The hearings - held on three days during the law school's Spring Break - were the first such hearings ever handled by Ronald A. Peterson Law Clinic students. The school has run an Immigration Clinic for many years, but Professor Kidane has redirected and enlarged the clinic's activity to include the cases of clients at risk of deportation.

One client, a Cambodian refugee in his mid-'20s who arrived in the United States with his family when he was 2, was awarded cancellation of removal, which entitles him to remain in the country. He should be able to apply to become a naturalized citizen in a few years.

Another client, a Ukrainian refugee who has also lived in the United States for a long time, received a form of relief known as withholding of removal. Unlike the first client, he is not eligible to become a citizen, but he is lawfully entitled to remain in the United States. Professor Kidane reports that this form of relief is perhaps the most difficult for an asylee to obtain.

The court denied the clinic's request for cancellation of removal in a third case, so that client still faces the prospect of deportation. However, the clinic intends to seek reconsideration and perhaps an appeal of this ruling. The client will be able to remain in the country until the matter is conclusively resolved.

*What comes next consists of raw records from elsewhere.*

//! Types Module
//!
//! クレート全体で使用する共通データ型を定義するモジュール。
//! テンプレートレンダラーに渡すコンテキスト構造を提供します。

use serde::Serialize;

/// イベントメタデータ
///
/// "Event Details"シートから抽出される固定フィールドの集合です。
/// すべてのフィールドが常に存在し、ラベルが見つからなかった場合は
/// 空文字列になります（欠落キーは存在しません）。
///
/// フィールド名はDOCXテンプレート内のプレースホルダ名
/// （例: `{{event_name}}`）と一致します。
#[derive(Debug, Clone, Default, PartialEq, Eq, Serialize)]
pub struct EventMetadata {
    /// イベント名
    pub event_name: String,

    /// 開催日
    pub dates: String,

    /// 開催時刻
    pub time: String,

    /// 会場名
    pub location_name: String,

    /// 会場住所
    pub location_address: String,

    /// 聴衆の詳細
    pub event_audience_details: String,

    /// 予想参加人数
    pub expected_attendance: String,

    /// ホスト1の氏名
    pub host_name_1: String,

    /// ホスト1の携帯電話番号
    pub cell_phone_1: String,

    /// ホスト2の氏名
    pub host_name_2: String,

    /// ホスト2の携帯電話番号
    pub cell_phone_2: String,

    /// 駐車場の詳細
    pub parking_details: String,

    /// イベントプロデューサーのメールアドレス
    pub event_producer_email: String,

    /// 提出期限
    pub deadline: String,

    /// ステージレイアウト
    pub stage_layout: String,

    /// デザインに関する注記
    pub design: String,
}

impl EventMetadata {
    /// プレースホルダ名と値のペアを取得
    ///
    /// テンプレートレンダラーが`{{name}}`形式のプレースホルダを
    /// 置換する際に使用します。名前はserdeフィールド名と同一です。
    pub fn placeholder_values(&self) -> [(&'static str, &str); 16] {
        [
            ("event_name", self.event_name.as_str()),
            ("dates", self.dates.as_str()),
            ("time", self.time.as_str()),
            ("location_name", self.location_name.as_str()),
            ("location_address", self.location_address.as_str()),
            ("event_audience_details", self.event_audience_details.as_str()),
            ("expected_attendance", self.expected_attendance.as_str()),
            ("host_name_1", self.host_name_1.as_str()),
            ("cell_phone_1", self.cell_phone_1.as_str()),
            ("host_name_2", self.host_name_2.as_str()),
            ("cell_phone_2", self.cell_phone_2.as_str()),
            ("parking_details", self.parking_details.as_str()),
            ("event_producer_email", self.event_producer_email.as_str()),
            ("deadline", self.deadline.as_str()),
            ("stage_layout", self.stage_layout.as_str()),
            ("design", self.design.as_str()),
        ]
    }
}

/// スケジュール行（出力用）
///
/// "Onsite Schedule"シートの1行に対応します。フィルタリングにのみ
/// 使用されるスピーカー情報は含まれません（抽出段階で除去されます）。
#[derive(Debug, Clone, Default, PartialEq, Eq, Serialize)]
pub struct ScheduleRow {
    /// 時刻（整形済み、または未整形の元値）
    pub time: String,

    /// 内容
    pub what: String,

    /// 担当者
    pub who: String,
}

impl ScheduleRow {
    /// 新しいスケジュール行を生成
    pub fn new(
        time: impl Into<String>,
        what: impl Into<String>,
        who: impl Into<String>,
    ) -> Self {
        Self {
            time: time.into(),
            what: what.into(),
            who: who.into(),
        }
    }
}

/// Speaker Packetレンダリング用コンテキスト
///
/// テンプレートレンダラーに渡される正規化済みデータ構造です。
/// イベントメタデータの各フィールドに加えて、選択されたスピーカーで
/// フィルタリング済みのスケジュール行を順序付きで保持します。
///
/// コンテキストはスピーカー選択ごとに毎回再構築され、生成間で
/// 状態を共有しません。
///
/// # シリアライズ形式
///
/// serdeでシリアライズすると、メタデータフィールドがトップレベルに
/// フラット化され、`schedule`がオブジェクトの配列になります。これは
/// テンプレートコラボレーターが期待する「名前付きプレースホルダから
/// 文字列／シーケンスへのマッピング」に対応します。
#[derive(Debug, Clone, Default, PartialEq, Eq, Serialize)]
pub struct SpeakerPacketContext {
    /// イベントメタデータ（シリアライズ時はトップレベルへ展開）
    #[serde(flatten)]
    pub metadata: EventMetadata,

    /// フィルタリング・整形済みのスケジュール（ソース順を保持）
    pub schedule: Vec<ScheduleRow>,
}
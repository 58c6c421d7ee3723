//! Plain-text report rendering.

use crate::stats::ScanStats;

/// Render the final statistics as a flat human-readable report.
///
/// Pure function of the statistics record; never fails. Emits the total
/// and adjusted line counts, the six general counters, then the
/// included and excluded path listings with their counts. Structured
/// consumers should serialize [`ScanStats`] directly instead of parsing
/// this text.
pub fn render(stats: &ScanStats) -> String {
    let mut out = String::new();

    out.push_str(&format!("Total lines: {}\n", stats.total_lines));
    out.push_str(&format!("Adjusted lines: {}\n", stats.adjusted_lines()));
    out.push_str(&format!(
        "Commented lines: {}\n",
        stats.counters.commented_lines
    ));
    out.push_str(&format!("Blank lines: {}\n", stats.counters.blank_lines));
    out.push_str(&format!(
        "Bracket lines: {}\n",
        stats.counters.bracket_lines
    ));
    out.push_str(&format!(
        "Comment blocks: {}\n",
        stats.counters.comment_blocks
    ));
    out.push_str(&format!("Classes: {}\n", stats.counters.classes));
    out.push_str(&format!("Functions: {}\n", stats.counters.functions));

    out.push('\n');
    out.push_str(&format!(
        "Included files ({}):\n",
        stats.included_files.len()
    ));
    for path in &stats.included_files {
        out.push_str(&format!("  {}\n", path.display()));
    }

    out.push('\n');
    out.push_str(&format!(
        "Excluded files & directories ({}):\n",
        stats.excluded_files.len()
    ));
    for path in &stats.excluded_files {
        out.push_str(&format!("  {}\n", path.display()));
    }

    out
}
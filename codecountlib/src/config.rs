//! Scan configuration: recognized extensions, skipped directories,
//! classification mode.

use std::collections::BTreeSet;

use serde::{Deserialize, Serialize};

use crate::classifier::ClassifyMode;

/// Default recognized file extensions.
pub const DEFAULT_EXTENSIONS: &[&str] = &["c", "cpp", "h", "make"];

/// Default directory names that are never descended into.
pub const DEFAULT_SKIP_DIRS: &[&str] = &[".svn", "files", "man", "conf", "external", "scripts"];

/// Immutable configuration for one scan.
///
/// Extensions are matched case-insensitively against the text after the
/// final `.` of a file name; a file name with no dot matches as a whole
/// (so a file literally named `make` matches the `make` extension).
/// Directory names in the skip set are compared verbatim.
#[derive(Debug, Clone, PartialEq, Eq, Serialize, Deserialize)]
pub struct ScanConfig {
    extensions: BTreeSet<String>,
    skip_dirs: BTreeSet<String>,
    mode: ClassifyMode,
}

impl Default for ScanConfig {
    fn default() -> Self {
        Self::new()
    }
}

impl ScanConfig {
    /// Create a config with the default extension and skip sets.
    pub fn new() -> Self {
        Self {
            extensions: DEFAULT_EXTENSIONS.iter().map(|e| e.to_string()).collect(),
            skip_dirs: DEFAULT_SKIP_DIRS.iter().map(|d| d.to_string()).collect(),
            mode: ClassifyMode::default(),
        }
    }

    /// Replace the recognized extension set. Extensions are lower-cased
    /// at construction so matching stays case-insensitive.
    pub fn extensions<I, S>(mut self, extensions: I) -> Self
    where
        I: IntoIterator<Item = S>,
        S: AsRef<str>,
    {
        self.extensions = extensions
            .into_iter()
            .map(|e| e.as_ref().to_lowercase())
            .collect();
        self
    }

    /// Replace the set of directory names to skip.
    pub fn skip_dirs<I, S>(mut self, dirs: I) -> Self
    where
        I: IntoIterator<Item = S>,
        S: AsRef<str>,
    {
        self.skip_dirs = dirs.into_iter().map(|d| d.as_ref().to_string()).collect();
        self
    }

    /// Set the classification mode.
    pub fn mode(mut self, mode: ClassifyMode) -> Self {
        self.mode = mode;
        self
    }

    /// The configured classification mode.
    pub fn classify_mode(&self) -> ClassifyMode {
        self.mode
    }

    /// Check whether a file name's extension is in the recognized set.
    pub fn matches_extension(&self, file_name: &str) -> bool {
        self.extensions.contains(&file_extension(file_name))
    }

    /// Check whether a directory name is in the skip set.
    pub fn is_skipped_dir(&self, dir_name: &str) -> bool {
        self.skip_dirs.contains(dir_name)
    }
}

/// Extract the extension of a file name: the lower-cased text after the
/// final `.`, or the whole lower-cased name when there is no dot.
fn file_extension(file_name: &str) -> String {
    let name = file_name.to_lowercase();
    match name.rsplit_once('.') {
        Some((_, ext)) => ext.to_string(),
        None => name,
    }
}
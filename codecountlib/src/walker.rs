//! Recursive directory walker.
//!
//! Depth-first, single-threaded, best-effort: unreadable directories
//! and files become warnings on the statistics record rather than
//! errors, so one bad entry never aborts the scan.

use std::fs;
use std::path::Path;

use crate::classifier::classify_lines;
use crate::config::ScanConfig;
use crate::stats::{ScanStats, ScanWarning};

/// Walk a directory tree, classifying every file whose extension is in
/// the configured set. Returns the number of lines read anywhere under
/// `dir` (included files only); the same count is also accumulated into
/// `stats.total_lines`.
///
/// Every entry ends up in exactly one of: recursed into (directory),
/// `included_files`, or `excluded_files`. Entries are visited in file
/// name order so report listings are deterministic; this affects
/// ordering only, never totals.
pub fn walk(dir: &Path, config: &ScanConfig, stats: &mut ScanStats) -> u64 {
    let read_dir = match fs::read_dir(dir) {
        Ok(read_dir) => read_dir,
        Err(e) => {
            stats.warnings.push(ScanWarning::DirectoryUnreadable {
                path: dir.to_path_buf(),
                message: e.to_string(),
            });
            return 0;
        }
    };

    let mut entries = Vec::new();
    for entry in read_dir {
        match entry {
            Ok(entry) => entries.push(entry),
            // A dirent that errors mid-listing still counts as
            // encountered; surface it instead of dropping it.
            Err(e) => stats.warnings.push(ScanWarning::DirectoryUnreadable {
                path: dir.to_path_buf(),
                message: e.to_string(),
            }),
        }
    }
    entries.sort_by_key(|entry| entry.file_name());

    let mut lines = 0u64;

    for entry in entries {
        let path = entry.path();
        let name = entry.file_name().to_string_lossy().into_owned();
        let is_dir = entry.file_type().map(|t| t.is_dir()).unwrap_or(false);

        if is_dir {
            if config.is_skipped_dir(&name) {
                stats.excluded_files.push(path);
            } else {
                lines += walk(&path, config, stats);
            }
        } else if config.matches_extension(&name) {
            if let Some(file_lines) = count_file(&path, config, stats) {
                lines += file_lines;
            }
        } else {
            stats.excluded_files.push(path);
        }
    }

    lines
}

/// Read and classify one included file. On success the file lands in
/// `included_files` and its line count is added to `total_lines`; on a
/// read failure it lands in `excluded_files` with a warning.
fn count_file(path: &Path, config: &ScanConfig, stats: &mut ScanStats) -> Option<u64> {
    let bytes = match fs::read(path) {
        Ok(bytes) => bytes,
        Err(e) => {
            stats.warnings.push(ScanWarning::FileUnreadable {
                path: path.to_path_buf(),
                message: e.to_string(),
            });
            stats.excluded_files.push(path.to_path_buf());
            return None;
        }
    };

    // Lossy decode: the counters are approximate by design, and a few
    // replacement characters must not exclude an otherwise valid file.
    let text = String::from_utf8_lossy(&bytes);
    let lines = classify_lines(text.lines(), config.classify_mode(), &mut stats.counters);

    stats.total_lines += lines;
    stats.included_files.push(path.to_path_buf());
    Some(lines)
}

The Clinic students found the cases to be emotionally demanding but highly rewarding.

"Because the potential consequence, deportation, was so severe, this was an extremely challenging and stressful experience," said Jeffrey Keddie a third-year student who represented the client from Cambodia. "We were aware at all times that the quality of our preparation would likely determine the outcome. And without the support of our client's family and friends, our client may have been deported. We are thankful for their assistance, and excited that our client will be able to help raise his 2-year-old son and support his family."

The students filed pretrial briefs, delivered opening statements and closing arguments, and conducted examinations of numerous witnesses. In cases such as this, the government often relies primarily on documents that establish a prima facie case for removal. The petitioner has the opportunity to present evidence to make the case for why he should be allowed to remain anyway.

Such arguments are often built upon the testimony of relatives, employers, and others who can describe the contributions the petitioner has made and can make to his family and community. In the weeks leading up to the hearings, students spent many hours driving around the region or on telephone calls, preparing the witnesses so they would be able to present the most compelling story on behalf of their client.

The Immigration Law Clinic is one of 13 courses offered by the law clinic that give students the opportunity to gain legal experience representing real clients.

"Working in this clinic has taught me so much about being an effective lawyer," said Kati Ortiz, also a 3L. "I appreciate the exposure to this particular population and now see the great need for good immigration attorneys willing to do deportation defense."